The leaders of the regime, various experts told me, derived dark instruction not only from their historical enemy, the Shah, but from subsequent history. In the late nineteen-eighties, the Soviet leader, Mikhail Gorbachev, tried to modernize his regime by democratizing the political system, ending censorship, easing the Cold War with the United States, and introducing market mechanisms into the economy. His conclusion was that “we cannot live this way any longer”; a regime guided by Communist ideology and confrontation had left the Soviet Union in a state of generalized poverty, isolation, and confrontation. And yet, although many conditions improved through Gorbachev’s liberal policies, he also risked the existence of a fragile system. Finally, he could not control the forces he had unleashed, and, by the end of 1991, the Soviet Union had collapsed and Gorbachev was forced from office.

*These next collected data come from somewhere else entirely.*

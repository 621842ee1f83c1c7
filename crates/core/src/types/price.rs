//! Type-safe money and tax-rate representation using decimal arithmetic.
//!
//! Amounts are Indian rupees. Display follows the menu convention: the rupee
//! sign followed by the amount with trailing zeros dropped (`₹262.5`, `₹200`).

use core::fmt;
use core::iter::Sum;
use core::ops::{Add, Mul};
use std::str::FromStr;

use rust_decimal::{Decimal, RoundingStrategy};
use serde::{Deserialize, Serialize};
use thiserror::Error;

/// Currency symbol used for every displayed amount.
pub const CURRENCY_SYMBOL: &str = "₹";

/// Errors raised when constructing a [`Price`] or [`TaxPercent`].
#[derive(Debug, Clone, PartialEq, Eq, Error)]
pub enum AmountError {
    /// Prices cannot be negative.
    #[error("price cannot be negative (got {0})")]
    NegativePrice(Decimal),
    /// Tax rates cannot be negative.
    #[error("tax percent cannot be negative (got {0})")]
    NegativeTax(Decimal),
    /// Tax rates are capped at [`MAX_TAX_PERCENT`].
    #[error("tax percent cannot exceed {MAX_TAX_PERCENT} (got {0})")]
    TaxTooHigh(Decimal),
    /// Input text is not a number.
    #[error("not a decimal number: {0:?}")]
    NotANumber(String),
}

/// Highest accepted tax rate, in percent.
pub const MAX_TAX_PERCENT: Decimal = Decimal::ONE_HUNDRED;

/// Round a monetary amount to two decimal places, half away from zero.
#[must_use]
pub fn round_money(amount: Decimal) -> Decimal {
    amount.round_dp_with_strategy(2, RoundingStrategy::MidpointAwayFromZero)
}

/// A non-negative rupee amount.
///
/// Arithmetic saturates at [`Decimal::MAX`] instead of overflowing.
#[derive(Debug, Clone, Copy, Default, PartialEq, Eq, PartialOrd, Ord, Hash, Serialize, Deserialize)]
#[serde(try_from = "Decimal", into = "Decimal")]
pub struct Price(Decimal);

impl Price {
    /// The zero amount.
    pub const ZERO: Self = Self(Decimal::ZERO);

    /// Create a price from a decimal amount.
    ///
    /// # Errors
    ///
    /// Returns [`AmountError::NegativePrice`] for amounts below zero.
    pub fn new(amount: Decimal) -> Result<Self, AmountError> {
        if amount.is_sign_negative() && !amount.is_zero() {
            return Err(AmountError::NegativePrice(amount));
        }
        Ok(Self(amount))
    }

    /// Coerce free-form text into a price.
    ///
    /// Reads the leading numeric part of the text (`"120 Rs"` is 120) and
    /// falls back to zero when there is none or the result is negative.
    #[must_use]
    pub fn coerce(text: &str) -> Self {
        parse_leading_decimal(text)
            .and_then(|d| Self::new(d).ok())
            .unwrap_or(Self::ZERO)
    }

    /// The underlying decimal amount.
    #[must_use]
    pub const fn amount(&self) -> Decimal {
        self.0
    }

    /// This amount rounded to two decimal places.
    #[must_use]
    pub fn rounded(self) -> Self {
        Self(round_money(self.0))
    }
}

impl TryFrom<Decimal> for Price {
    type Error = AmountError;

    fn try_from(value: Decimal) -> Result<Self, Self::Error> {
        Self::new(value)
    }
}

impl From<Price> for Decimal {
    fn from(price: Price) -> Self {
        price.0
    }
}

impl FromStr for Price {
    type Err = AmountError;

    fn from_str(s: &str) -> Result<Self, Self::Err> {
        let amount = Decimal::from_str(s.trim())
            .map_err(|_| AmountError::NotANumber(s.to_string()))?;
        Self::new(amount)
    }
}

impl Add for Price {
    type Output = Self;

    fn add(self, rhs: Self) -> Self::Output {
        Self(self.0.saturating_add(rhs.0))
    }
}

impl Mul<u32> for Price {
    type Output = Self;

    fn mul(self, quantity: u32) -> Self::Output {
        Self(self.0.saturating_mul(Decimal::from(quantity)))
    }
}

impl Sum for Price {
    fn sum<I: Iterator<Item = Self>>(iter: I) -> Self {
        iter.fold(Self::ZERO, Add::add)
    }
}

impl fmt::Display for Price {
    fn fmt(&self, f: &mut fmt::Formatter<'_>) -> fmt::Result {
        write!(f, "{CURRENCY_SYMBOL}{}", self.0.normalize())
    }
}

/// A tax rate expressed in percent (5 means 5%), between 0 and
/// [`MAX_TAX_PERCENT`].
#[derive(Debug, Clone, Copy, PartialEq, Eq, PartialOrd, Ord, Hash, Serialize, Deserialize)]
#[serde(try_from = "Decimal", into = "Decimal")]
pub struct TaxPercent(Decimal);

impl TaxPercent {
    /// Create a tax rate.
    ///
    /// # Errors
    ///
    /// Returns [`AmountError::NegativeTax`] for rates below zero and
    /// [`AmountError::TaxTooHigh`] for rates above [`MAX_TAX_PERCENT`].
    pub fn new(percent: Decimal) -> Result<Self, AmountError> {
        if percent.is_sign_negative() && !percent.is_zero() {
            return Err(AmountError::NegativeTax(percent));
        }
        if percent > MAX_TAX_PERCENT {
            return Err(AmountError::TaxTooHigh(percent));
        }
        Ok(Self(percent))
    }

    /// The underlying percentage.
    #[must_use]
    pub const fn percent(&self) -> Decimal {
        self.0
    }

    /// Tax owed on `amount`, rounded to two decimal places.
    ///
    /// Amounts too large to multiply exactly are scaled down first.
    #[must_use]
    pub fn tax_on(&self, amount: Price) -> Price {
        let tax = amount.0.checked_mul(self.0).map_or_else(
            || (amount.0 / Decimal::ONE_HUNDRED).saturating_mul(self.0),
            |product| product / Decimal::ONE_HUNDRED,
        );
        Price(round_money(tax))
    }
}

/// The default GST rate applied to pickup orders.
impl Default for TaxPercent {
    fn default() -> Self {
        Self(Decimal::from(5))
    }
}

impl TryFrom<Decimal> for TaxPercent {
    type Error = AmountError;

    fn try_from(value: Decimal) -> Result<Self, Self::Error> {
        Self::new(value)
    }
}

impl From<TaxPercent> for Decimal {
    fn from(tax: TaxPercent) -> Self {
        tax.0
    }
}

impl FromStr for TaxPercent {
    type Err = AmountError;

    fn from_str(s: &str) -> Result<Self, Self::Err> {
        let percent = Decimal::from_str(s.trim().trim_end_matches('%'))
            .map_err(|_| AmountError::NotANumber(s.to_string()))?;
        Self::new(percent)
    }
}

impl fmt::Display for TaxPercent {
    fn fmt(&self, f: &mut fmt::Formatter<'_>) -> fmt::Result {
        write!(f, "{}", self.0.normalize())
    }
}

/// Parse the longest leading `[+-]digits[.digits]` run of `text`.
fn parse_leading_decimal(text: &str) -> Option<Decimal> {
    let trimmed = text.trim_start();
    let mut end = 0;
    let mut seen_digit = false;
    let mut seen_dot = false;

    for (i, c) in trimmed.char_indices() {
        match c {
            '+' | '-' if i == 0 => {}
            '0'..='9' => seen_digit = true,
            '.' if !seen_dot => seen_dot = true,
            _ => break,
        }
        end = i + c.len_utf8();
    }

    if !seen_digit {
        return None;
    }
    let candidate = trimmed.get(..end)?.trim_end_matches('.');
    Decimal::from_str(candidate).ok()
}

Khamenei came to power in 1989, at the peak of “Gorbymania.” The spectacle of the fall of the Soviet Union led him and the Iranian regime to grow more suspicious of the West and of any sign of internal reform. “I have now reached the conclusion that the United States has devised a comprehensive plan to subvert the system of the Islamic Republic,” Khamenei said in a speech to government officials, in July, 2000. “This plan is an imitation of the one that led to the collapse of the former Soviet Union. U.S. officials intend to carry out the same in Iran, and there are plentiful clues [evidencing this] in their selfish, often hasty remarks made during the past few years.”